Hacker News new | past | comments | ask | show | jobs | submit login
Why Intel Added Cache Partitioning (danluu.com)
213 points by dangerman on Oct 5, 2015 | hide | past | favorite | 53 comments



16 years, I created a profiling macro system on for select set critical functions. The profiling system can switch the measuring data from #instruction, #cpu_clk, #branch_stall_cycles, #L1_miss, #L2 miss for all the critical path functions.

After analyzed the data, I found branch stall cycles and data access stall cycles were causing huge number of delays in the critical code path.

I used the following tricks to get rid of the stall cycles.

1) Use branch_likely to force gcc to make sure there is no branch at all in the critical path of executions. (save 30+ cpu cycle per branch, there are a lot of branch stall cycles if one just simplely follow the gcc generated "optimized" code. MIPS CPU 200Mhz)

2) Use prefetch ahead of data structure access to get rid of un-cache data delay. (save ~50+cpu cycle per data stall, also, there are lot of them in the critical path.)

3) Use inline functions, etc to get rid of call stalls in critical path.

The system got ~100x increase on the overall system thru-put with those techniques with just pure C optimization from standard -O2 build.

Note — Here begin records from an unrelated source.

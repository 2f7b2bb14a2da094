//! Core types for orders and trades

use chrono::{DateTime, Duration, Utc};
use escrow_ledger::AccountId;
use rust_decimal::Decimal;
use serde::{Deserialize, Serialize};
use std::fmt;
use uuid::Uuid;

/// Order status
#[derive(Debug, Clone, Copy, PartialEq, Eq, Hash, Serialize, Deserialize)]
#[serde(rename_all = "SCREAMING_SNAKE_CASE")]
pub enum OrderStatus {
    /// Listed, waiting for a buyer
    Open,
    /// Taken by a buyer, trade in progress
    Matched,
    /// Withdrawn or its trade finished
    Closed,
}

impl fmt::Display for OrderStatus {
    fn fmt(&self, f: &mut fmt::Formatter<'_>) -> fmt::Result {
        let s = match self {
            OrderStatus::Open => "OPEN",
            OrderStatus::Matched => "MATCHED",
            OrderStatus::Closed => "CLOSED",
        };
        write!(f, "{}", s)
    }
}

/// Seller-posted standing offer
#[derive(Debug, Clone, PartialEq, Serialize, Deserialize)]
pub struct Order {
    /// Order ID (UUIDv7 for time-ordering)
    pub id: Uuid,

    /// Seller account
    pub seller: AccountId,

    /// Platform balance offered
    pub amount: Decimal,

    /// Local currency per unit of platform balance
    pub rate: Decimal,

    /// Off-platform payment method (bank, mobile wallet, ...)
    pub payment_method: String,

    /// Where the buyer sends the payment
    pub payment_details: String,

    /// Current status
    pub status: OrderStatus,

    /// Created timestamp
    pub created_at: DateTime<Utc>,

    /// Trade created by matching this order
    pub trade_id: Option<Uuid>,
}

/// Trade status
#[derive(Debug, Clone, Copy, PartialEq, Eq, Hash, Serialize, Deserialize)]
#[serde(rename_all = "SCREAMING_SNAKE_CASE")]
pub enum TradeStatus {
    /// Matched, escrow locked, waiting for payment
    Created,
    /// Buyer claims payment with evidence
    Paid,
    /// Escrow released to buyer (terminal)
    Completed,
    /// Frozen pending admin resolution
    Dispute,
    /// Escrow refunded to seller (terminal)
    Cancelled,
}

impl TradeStatus {
    /// Check if status is terminal
    pub fn is_terminal(&self) -> bool {
        matches!(self, TradeStatus::Completed | TradeStatus::Cancelled)
    }

    /// Wire name
    pub fn as_str(&self) -> &'static str {
        match self {
            TradeStatus::Created => "CREATED",
            TradeStatus::Paid => "PAID",
            TradeStatus::Completed => "COMPLETED",
            TradeStatus::Dispute => "DISPUTE",
            TradeStatus::Cancelled => "CANCELLED",
        }
    }
}

impl fmt::Display for TradeStatus {
    fn fmt(&self, f: &mut fmt::Formatter<'_>) -> fmt::Result {
        write!(f, "{}", self.as_str())
    }
}

/// Side of a trade
#[derive(Debug, Clone, Copy, PartialEq, Eq, Hash, Serialize, Deserialize)]
#[serde(rename_all = "snake_case")]
pub enum Party {
    /// Pays off-platform, receives the escrow
    Buyer,
    /// Funds the escrow, receives the off-platform payment
    Seller,
}

/// Why a trade was cancelled
#[derive(Debug, Clone, Copy, PartialEq, Eq, Serialize, Deserialize)]
#[serde(rename_all = "snake_case")]
pub enum CancelReason {
    /// Buyer walked away
    Buyer,
    /// Payment window elapsed
    Expired,
    /// Admin refunded the seller
    Arbitration,
}

/// Admin resolution outcome
#[derive(Debug, Clone, Copy, PartialEq, Eq, Hash, Serialize, Deserialize)]
#[serde(rename_all = "SCREAMING_SNAKE_CASE")]
pub enum Resolution {
    /// Release escrow to the buyer, minus commission
    ReleaseToBuyer,
    /// Refund escrow to the seller in full
    RefundToSeller,
}

impl Resolution {
    /// Terminal status this resolution produces
    pub fn target_status(&self) -> TradeStatus {
        match self {
            Resolution::ReleaseToBuyer => TradeStatus::Completed,
            Resolution::RefundToSeller => TradeStatus::Cancelled,
        }
    }
}

/// Proof of off-platform payment
///
/// Sufficient when it carries a proof reference, or both a transaction id and
/// the sender identifier.
#[derive(Debug, Clone, Default, PartialEq, Eq, Serialize, Deserialize)]
pub struct Evidence {
    /// Uploaded receipt / screenshot reference
    pub proof_ref: Option<String>,

    /// Payment provider transaction id
    pub tx_id: Option<String>,

    /// Account or phone the payment was sent from
    pub sender_identifier: Option<String>,
}

fn non_blank(value: Option<String>) -> Option<String> {
    value
        .map(|v| v.trim().to_string())
        .filter(|v| !v.is_empty())
}

impl Evidence {
    /// Build evidence, dropping blank fields
    pub fn new(
        proof_ref: Option<String>,
        tx_id: Option<String>,
        sender_identifier: Option<String>,
    ) -> Self {
        Self {
            proof_ref: non_blank(proof_ref),
            tx_id: non_blank(tx_id),
            sender_identifier: non_blank(sender_identifier),
        }
    }

    /// Evidence backed by an uploaded proof
    pub fn proof(proof_ref: impl Into<String>) -> Self {
        Self::new(Some(proof_ref.into()), None, None)
    }

    /// Evidence backed by a transfer reference
    pub fn transfer(tx_id: impl Into<String>, sender_identifier: impl Into<String>) -> Self {
        Self::new(None, Some(tx_id.into()), Some(sender_identifier.into()))
    }

    /// proof OR (tx id AND sender)
    pub fn is_sufficient(&self) -> bool {
        let present = |v: &Option<String>| v.as_deref().is_some_and(|s| !s.trim().is_empty());
        present(&self.proof_ref) || (present(&self.tx_id) && present(&self.sender_identifier))
    }
}

/// One matched exchange between a buyer and an order
#[derive(Debug, Clone, PartialEq, Serialize, Deserialize)]
pub struct Trade {
    /// Trade ID (UUIDv7 for time-ordering)
    pub id: Uuid,

    /// Matched order
    pub order_id: Uuid,

    /// Buyer account
    pub buyer: AccountId,

    /// Seller account
    pub seller: AccountId,

    /// Escrowed platform balance
    pub amount: Decimal,

    /// Agreed rate, copied from the order
    pub rate: Decimal,

    /// Current status
    pub status: TradeStatus,

    /// Created timestamp (start of the payment window)
    pub created_at: DateTime<Utc>,

    /// When the buyer marked the trade paid
    pub paid_at: Option<DateTime<Utc>>,

    /// When the trade reached a terminal state
    pub resolved_at: Option<DateTime<Utc>>,

    /// Latest sufficient payment evidence
    pub evidence: Option<Evidence>,

    /// Dispute reason
    pub dispute_reason: Option<String>,

    /// Who raised the dispute
    pub dispute_raised_by: Option<Party>,

    /// Why the trade was cancelled
    pub cancel_reason: Option<CancelReason>,

    /// Admin resolution, if any
    pub resolution: Option<Resolution>,

    /// Bumped on every mutation
    pub version: u64,
}

impl Trade {
    /// New trade in CREATED for a freshly matched order
    pub fn from_order(id: Uuid, order: &Order, buyer: AccountId, now: DateTime<Utc>) -> Self {
        Self {
            id,
            order_id: order.id,
            buyer,
            seller: order.seller.clone(),
            amount: order.amount,
            rate: order.rate,
            status: TradeStatus::Created,
            created_at: now,
            paid_at: None,
            resolved_at: None,
            evidence: None,
            dispute_reason: None,
            dispute_raised_by: None,
            cancel_reason: None,
            resolution: None,
            version: 1,
        }
    }

    /// Local currency the buyer owes off-platform, `None` on overflow
    pub fn local_amount(&self) -> Option<Decimal> {
        self.amount.checked_mul(self.rate)
    }

    /// Time since the trade was created
    pub fn age(&self, now: DateTime<Utc>) -> Duration {
        now - self.created_at
    }

    /// Side `account` plays in this trade
    pub fn role_of(&self, account: &AccountId) -> Option<Party> {
        if *account == self.buyer {
            Some(Party::Buyer)
        } else if *account == self.seller {
            Some(Party::Seller)
        } else {
            None
        }
    }
}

I think it might be possible to create a build system that can automatically collect the profiling data (branch stall cycles and data stall cycles) and use the branch likely and prefetch instructions to auto-optimized the critical path code.

Specifying which code path / function call sequences are the real critical path probably still require programmer's touch.

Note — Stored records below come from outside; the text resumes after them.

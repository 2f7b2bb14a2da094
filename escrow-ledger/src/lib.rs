//! Escrow Ledger
//!
//! Balance accounts and per-trade escrow holds for peer-to-peer trades.
//!
//! # Architecture
//!
//! - **Hold**: funds debited from a seller and parked against one trade
//! - **Release**: hold paid out to the buyer, minus a platform fee
//! - **Refund**: hold returned in full to the seller
//! - **Single critical section**: every balance/hold mutation runs under one lock
//!
//! # Invariants
//!
//! - Conservation: Σ(deposits) == Σ(balances) + Σ(active holds)
//! - A hold is settled exactly once; repeat settlement returns the first result
//! - Balances never go negative

#![forbid(unsafe_code)]
#![warn(
    missing_docs,
    rust_2018_idioms,
    missing_debug_implementations,
    clippy::all
)]

pub mod error;
pub mod ledger;
pub mod types;

// Re-exports
pub use error::{Error, Result};
pub use ledger::{EscrowLedger, LedgerSnapshot};
pub use types::{AccountId, EscrowHold, ReleaseTarget, Settlement};
//! Metrics collection for observability
//!
//! # Metrics
//!
//! - `trade_orders_created_total` - Orders listed
//! - `trade_transitions_total{status}` - Trades entering each status
//! - `trade_expired_total` - Trades cancelled by the expiry sweep
//! - `trade_auth_failures_total` - Rejected arbitration attempts
//! - `trade_escrow_active_holds` - Unsettled escrow holds

use crate::types::TradeStatus;
use prometheus::{IntCounter, IntCounterVec, IntGauge, Opts, Registry};
use std::sync::Arc;

/// Metrics collector
#[derive(Clone, Debug)]
pub struct Metrics {
    /// Orders listed
    pub orders_created: IntCounter,

    /// Trades entering each status
    pub transitions: IntCounterVec,

    /// Trades cancelled by the sweep
    pub trades_expired: IntCounter,

    /// Rejected arbitration attempts
    pub auth_failures: IntCounter,

    /// Unsettled escrow holds
    pub active_holds: IntGauge,

    /// Prometheus registry
    pub registry: Arc<Registry>,
}

impl Metrics {
    /// Create new metrics collector on its own registry
    pub fn new() -> prometheus::Result<Self> {
        let registry = Arc::new(Registry::new());

        let orders_created =
            IntCounter::new("trade_orders_created_total", "Total number of orders listed")?;
        registry.register(Box::new(orders_created.clone()))?;

        let transitions = IntCounterVec::new(
            Opts::new(
                "trade_transitions_total",
                "Total number of trades entering each status",
            ),
            &["status"],
        )?;
        registry.register(Box::new(transitions.clone()))?;

        let trades_expired = IntCounter::new(
            "trade_expired_total",
            "Total number of trades cancelled by the expiry sweep",
        )?;
        registry.register(Box::new(trades_expired.clone()))?;

        let auth_failures = IntCounter::new(
            "trade_auth_failures_total",
            "Total number of rejected arbitration attempts",
        )?;
        registry.register(Box::new(auth_failures.clone()))?;

        let active_holds =
            IntGauge::new("trade_escrow_active_holds", "Number of unsettled escrow holds")?;
        registry.register(Box::new(active_holds.clone()))?;

        Ok(Self {
            orders_created,
            transitions,
            trades_expired,
            auth_failures,
            active_holds,
            registry,
        })
    }

    /// Record order listing
    pub fn record_order_created(&self) {
        self.orders_created.inc();
    }

    /// Record a trade entering `status`
    pub fn record_transition(&self, status: TradeStatus) {
        self.transitions.with_label_values(&[status.as_str()]).inc();
    }

    /// Record sweep expiry
    pub fn record_expired(&self) {
        self.trades_expired.inc();
    }

    /// Record rejected arbitration
    pub fn record_auth_failure(&self) {
        self.auth_failures.inc();
    }

    /// Update unsettled hold count
    pub fn set_active_holds(&self, count: usize) {
        self.active_holds.set(count as i64);
    }

    /// Trades that entered `status`
    pub fn transitions_to(&self, status: TradeStatus) -> u64 {
        self.transitions.with_label_values(&[status.as_str()]).get()
    }

    /// Get metrics registry
    pub fn registry(&self) -> &Registry {
        &self.registry
    }
}
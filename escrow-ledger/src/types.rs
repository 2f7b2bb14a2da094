//! Core types for the escrow ledger
//!
//! Money is always `Decimal`; timestamps are always UTC.

use chrono::{DateTime, Utc};
use rust_decimal::Decimal;
use serde::{Deserialize, Serialize};
use std::fmt;
use uuid::Uuid;

/// Account identifier (user id or the platform fee account)
#[derive(Debug, Clone, PartialEq, Eq, Hash, PartialOrd, Ord, Serialize, Deserialize)]
pub struct AccountId(String);

impl AccountId {
    /// Create new account ID
    pub fn new(id: impl Into<String>) -> Self {
        Self(id.into())
    }

    /// Get as string
    pub fn as_str(&self) -> &str {
        &self.0
    }
}

impl fmt::Display for AccountId {
    fn fmt(&self, f: &mut fmt::Formatter<'_>) -> fmt::Result {
        write!(f, "{}", self.0)
    }
}

impl From<&str> for AccountId {
    fn from(id: &str) -> Self {
        Self::new(id)
    }
}

/// Side a hold was settled to
#[derive(Debug, Clone, Copy, PartialEq, Eq, Hash, Serialize, Deserialize)]
#[serde(rename_all = "snake_case")]
pub enum ReleaseTarget {
    /// Paid out to the counterparty (minus fee)
    Buyer,
    /// Returned in full to the source account
    Seller,
}

/// Outcome of settling a hold
#[derive(Debug, Clone, PartialEq, Eq, Serialize, Deserialize)]
pub struct Settlement {
    /// Trade the hold belonged to
    pub trade_id: Uuid,

    /// Direction of the settlement
    pub target: ReleaseTarget,

    /// Account credited
    pub beneficiary: AccountId,

    /// Amount credited to the beneficiary
    pub credited: Decimal,

    /// Amount credited to the platform account
    pub fee: Decimal,

    /// When the hold was settled
    pub settled_at: DateTime<Utc>,
}

impl Settlement {
    /// Total amount that left the hold (credited + fee)
    pub fn gross(&self) -> Decimal {
        self.credited + self.fee
    }
}

/// Escrowed funds parked against one trade
#[derive(Debug, Clone, PartialEq, Eq, Serialize, Deserialize)]
pub struct EscrowHold {
    /// Trade this hold secures
    pub trade_id: Uuid,

    /// Held amount
    pub amount: Decimal,

    /// Account the funds were debited from (seller)
    pub source: AccountId,

    /// When the funds were locked
    pub held_at: DateTime<Utc>,

    /// Settlement direction, set exactly once
    pub released_to: Option<ReleaseTarget>,

    /// Settlement details, set together with `released_to`
    pub settlement: Option<Settlement>,
}

impl EscrowHold {
    /// Hold still owns its funds
    pub fn is_active(&self) -> bool {
        self.released_to.is_none()
    }
}
//! Trade Engine
//!
//! Lifecycle engine for peer-to-peer trades: a seller posts an order, a buyer
//! matches it, pays off-platform, and the escrowed balance is released or
//! refunded.
//!
//! # Lifecycle
//!
//! ```text
//! CREATED --(buyer: evidence + mark paid)--> PAID
//! CREATED --(buyer: cancel | sweep: expire)--> CANCELLED
//! CREATED | PAID --(buyer/seller: dispute)--> DISPUTE
//! PAID | DISPUTE --(admin: release to buyer)--> COMPLETED
//! DISPUTE --(admin: refund to seller)--> CANCELLED
//! ```
//!
//! # Example
//!
//! ```no_run
//! use escrow_ledger::{AccountId, EscrowLedger};
//! use rust_decimal::Decimal;
//! use std::sync::Arc;
//! use trade_engine::{BroadcastBus, Config, SystemClock, TradeEngine};
//!
//! #[tokio::main]
//! async fn main() -> trade_engine::Result<()> {
//!     let config = Config::default();
//!     let ledger = Arc::new(EscrowLedger::new(AccountId::new("platform")));
//!     let bus = Arc::new(BroadcastBus::new(config.events.capacity));
//!     let engine = TradeEngine::new(&config, ledger, bus, Arc::new(SystemClock))?;
//!
//!     let seller = AccountId::new("seller");
//!     engine.ledger().deposit(&seller, Decimal::from(100))?;
//!     let order = engine
//!         .create_order(&seller, Decimal::from(100), Decimal::from(126), "bank", "acct 001")
//!         .await?;
//!     let trade = engine.match_order(order.id, &AccountId::new("buyer")).await?;
//!     println!("trade {} is {}", trade.id, trade.status);
//!
//!     Ok(())
//! }
//! ```

#![forbid(unsafe_code)]
#![warn(
    missing_docs,
    rust_2018_idioms,
    missing_debug_implementations,
    clippy::all
)]

pub mod arbitration;
pub mod clock;
pub mod config;
pub mod engine;
pub mod error;
pub mod events;
pub mod evidence;
pub mod journal;
pub mod metrics;
pub mod order_book;
pub mod scheduler;
pub mod state_machine;
pub mod types;

// Re-exports
pub use arbitration::{digest_factor, ArbitrationOutcome, ArbitrationService};
pub use clock::{Clock, ManualClock, SystemClock};
pub use config::Config;
pub use engine::{EngineSnapshot, TradeEngine};
pub use error::{Error, Result};
pub use events::{BroadcastBus, EventPublisher, TradeEvent, TradeEventKind};
pub use evidence::{EvidenceRecord, EvidenceStore};
pub use journal::{JournalEntry, TradeJournal};
pub use metrics::Metrics;
pub use order_book::OrderBook;
pub use scheduler::{ExpiryScheduler, SweepReport};
pub use state_machine::{Actor, TradeAction, TradeStateMachine};
pub use types::*;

As result of using data prefetch code in proper place, I don't used cache locking nor doing any kind of CPU affinity trick to generated the optimized obj code without any stall cycles for critical code path.

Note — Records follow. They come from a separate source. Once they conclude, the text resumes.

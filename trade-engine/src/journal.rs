//! Trade journal
//!
//! Durable audit trail of every committed trade snapshot:
//! - JSON lines, append-only
//! - SHA-256 hash chain for tamper detection
//! - Replay to the latest snapshot per trade

use crate::{types::Trade, Error, Result};
use chrono::{DateTime, Utc};
use serde::{Deserialize, Serialize};
use sha2::{Digest, Sha256};
use std::collections::HashMap;
use std::fs::{File, OpenOptions};
use std::io::{BufRead, BufReader, Write};
use std::path::{Path, PathBuf};
use tokio::sync::Mutex;
use uuid::Uuid;

/// One journal line
#[derive(Debug, Clone, Serialize, Deserialize)]
pub struct JournalEntry {
    /// Position in the journal, starting at 1
    pub seq: u64,

    /// Trade as committed
    pub trade: Trade,

    /// Commit time
    pub recorded_at: DateTime<Utc>,

    /// Hash of the previous entry (empty for the first)
    pub previous_hash: String,

    /// Hash of this entry
    pub hash: String,
}

impl JournalEntry {
    fn new(seq: u64, trade: Trade, recorded_at: DateTime<Utc>, previous_hash: String) -> Result<Self> {
        let mut entry = Self {
            seq,
            trade,
            recorded_at,
            previous_hash,
            hash: String::new(),
        };
        entry.hash = entry.compute_hash()?;
        Ok(entry)
    }

    fn compute_hash(&self) -> Result<String> {
        let trade = serde_json::to_string(&self.trade)
            .map_err(|e| Error::Journal(format!("serialize trade: {}", e)))?;

        let mut hasher = Sha256::new();
        hasher.update(self.seq.to_be_bytes());
        hasher.update(trade.as_bytes());
        hasher.update(self.recorded_at.to_rfc3339().as_bytes());
        hasher.update(self.previous_hash.as_bytes());

        Ok(hex::encode(hasher.finalize()))
    }

    /// Verify entry hash
    pub fn verify_hash(&self) -> bool {
        self.compute_hash().map(|h| h == self.hash).unwrap_or(false)
    }
}

#[derive(Debug)]
struct JournalTail {
    file: File,
    seq: u64,
    last_hash: String,
}

/// Append-only, hash-chained trade journal
#[derive(Debug)]
pub struct TradeJournal {
    path: PathBuf,
    tail: Mutex<JournalTail>,
}

impl TradeJournal {
    /// Open or create a journal file
    pub fn open(path: impl AsRef<Path>) -> Result<Self> {
        let path = path.as_ref().to_path_buf();

        if let Some(parent) = path.parent() {
            std::fs::create_dir_all(parent)?;
        }

        let mut file = OpenOptions::new().create(true).append(true).open(&path)?;
        Self::repair_tail(&path, &mut file)?;
        let (seq, last_hash) = match Self::read_entries(&path)?.pop() {
            Some(last) => (last.seq, last.hash),
            None => (0, String::new()),
        };

        tracing::info!(?path, entries = seq, "Opened trade journal");

        Ok(Self {
            path,
            tail: Mutex::new(JournalTail {
                file,
                seq,
                last_hash,
            }),
        })
    }

    /// Drop a torn final line left by an interrupted write
    fn repair_tail(path: &Path, file: &mut File) -> Result<()> {
        let bytes = std::fs::read(path)?;
        if bytes.last().map_or(true, |b| *b == b'\n') {
            return Ok(());
        }

        let keep = bytes
            .iter()
            .rposition(|b| *b == b'\n')
            .map_or(0, |pos| pos + 1);
        if serde_json::from_slice::<JournalEntry>(&bytes[keep..]).is_ok() {
            file.write_all(b"\n")?;
        } else {
            tracing::warn!(
                ?path,
                dropped_bytes = bytes.len() - keep,
                "Truncating torn journal line"
            );
            file.set_len(keep as u64)?;
        }
        Ok(())
    }

    fn read_entries(path: &Path) -> Result<Vec<JournalEntry>> {
        if !path.exists() {
            return Ok(Vec::new());
        }

        let reader = BufReader::new(File::open(path)?);
        let mut entries = Vec::new();
        for (i, line) in reader.lines().enumerate() {
            let line = line?;
            if line.trim().is_empty() {
                continue;
            }
            let entry: JournalEntry = serde_json::from_str(&line)
                .map_err(|e| Error::Journal(format!("line {}: {}", i + 1, e)))?;
            entries.push(entry);
        }
        Ok(entries)
    }

    /// Append a committed trade snapshot
    pub async fn append(&self, trade: &Trade, at: DateTime<Utc>) -> Result<JournalEntry> {
        let mut tail = self.tail.lock().await;

        let entry = JournalEntry::new(tail.seq + 1, trade.clone(), at, tail.last_hash.clone())?;

        let mut json = serde_json::to_string(&entry)
            .map_err(|e| Error::Journal(format!("serialize entry: {}", e)))?;
        json.push('\n');

        let offset = tail.file.metadata()?.len();
        let file = &mut tail.file;
        if let Err(e) = file.write_all(json.as_bytes()).and_then(|()| file.flush()) {
            // Cut any partial line so the next append starts clean
            if let Err(truncate) = file.set_len(offset) {
                tracing::error!(error = %truncate, "Failed to roll back journal write");
            }
            return Err(e.into());
        }

        tail.seq = entry.seq;
        tail.last_hash = entry.hash.clone();

        Ok(entry)
    }

    /// Verify the hash chain, returning the number of entries
    pub async fn verify_integrity(&self) -> Result<u64> {
        let _tail = self.tail.lock().await;

        let mut previous_hash = String::new();
        let mut count = 0;

        for entry in Self::read_entries(&self.path)? {
            if !entry.verify_hash() {
                return Err(Error::Journal(format!(
                    "entry hash mismatch at seq {}",
                    entry.seq
                )));
            }
            if entry.previous_hash != previous_hash {
                return Err(Error::Journal(format!(
                    "hash chain broken at seq {}",
                    entry.seq
                )));
            }
            previous_hash = entry.hash;
            count += 1;
        }

        Ok(count)
    }

    /// Latest journaled snapshot of every trade
    pub async fn latest_snapshots(&self) -> Result<HashMap<Uuid, Trade>> {
        let _tail = self.tail.lock().await;

        let mut trades = HashMap::new();
        for entry in Self::read_entries(&self.path)? {
            trades.insert(entry.trade.id, entry.trade);
        }
        Ok(trades)
    }

    /// Journal file path
    pub fn path(&self) -> &Path {
        &self.path
    }
}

    > I think it might be possible to create a build system that can automatically 
    > collect the profiling data (branch stall cycles and data stall cycles) 
    > and use the branch likely and prefetch instructions to auto-optimized the 
    > critical path code.
Recent versions of Clang and GCC actually support profile guided optimizations using gcov format files to trace executions. There are a number optimizations that the compiler can determine profitable knowing how something typically executes. They don't use sampled or simulated metrics though, and I'm not sure if they add prefetch or non-temporal optimizations.

The ones you mentioned aren't exactly equivalent to cache partitioning (etc...) though. Partitioning allows explicit allocation and prioritization of a contended resource instead of only improving utilization for a single process. So, for example if two threads/processes have an 8MiB working set, and they run on the same cpu, they can easily step on eachother's data in the cache. If you partition it though, less frequently used data doesn't have to step on more frequently used data.


A lot of those optimizations would no longer yield any benefits[0]. The CPU archictecture evolved a lot in 16 years, especially in branch/code prediction to the point where a correctly predicted branch (without branch_likely) has almost no cost.

[0]: At least, this is true for x86 CPUs.


As a CPU architect, I can confirm that all those except possibly 2) will not yield significant benefits. Prefetching hints will only be useful when the particular code fragment is highly memory-bound because most wide superscalar microarchitectures will easily hide L1/L2 miss latencies.


My qp trie code <http://dotat.at/prog/qp/> got a performance boost of about 20% by adding prefetch hints in the obvious places. The inner loop is fetch / compute / fetch / compute, chaining down into the true. The next fetch will (usually) be some small offset from a pointer we can get immediately after its preceding fetch, so prefetch the base pointer, then compute to work out the exact offset.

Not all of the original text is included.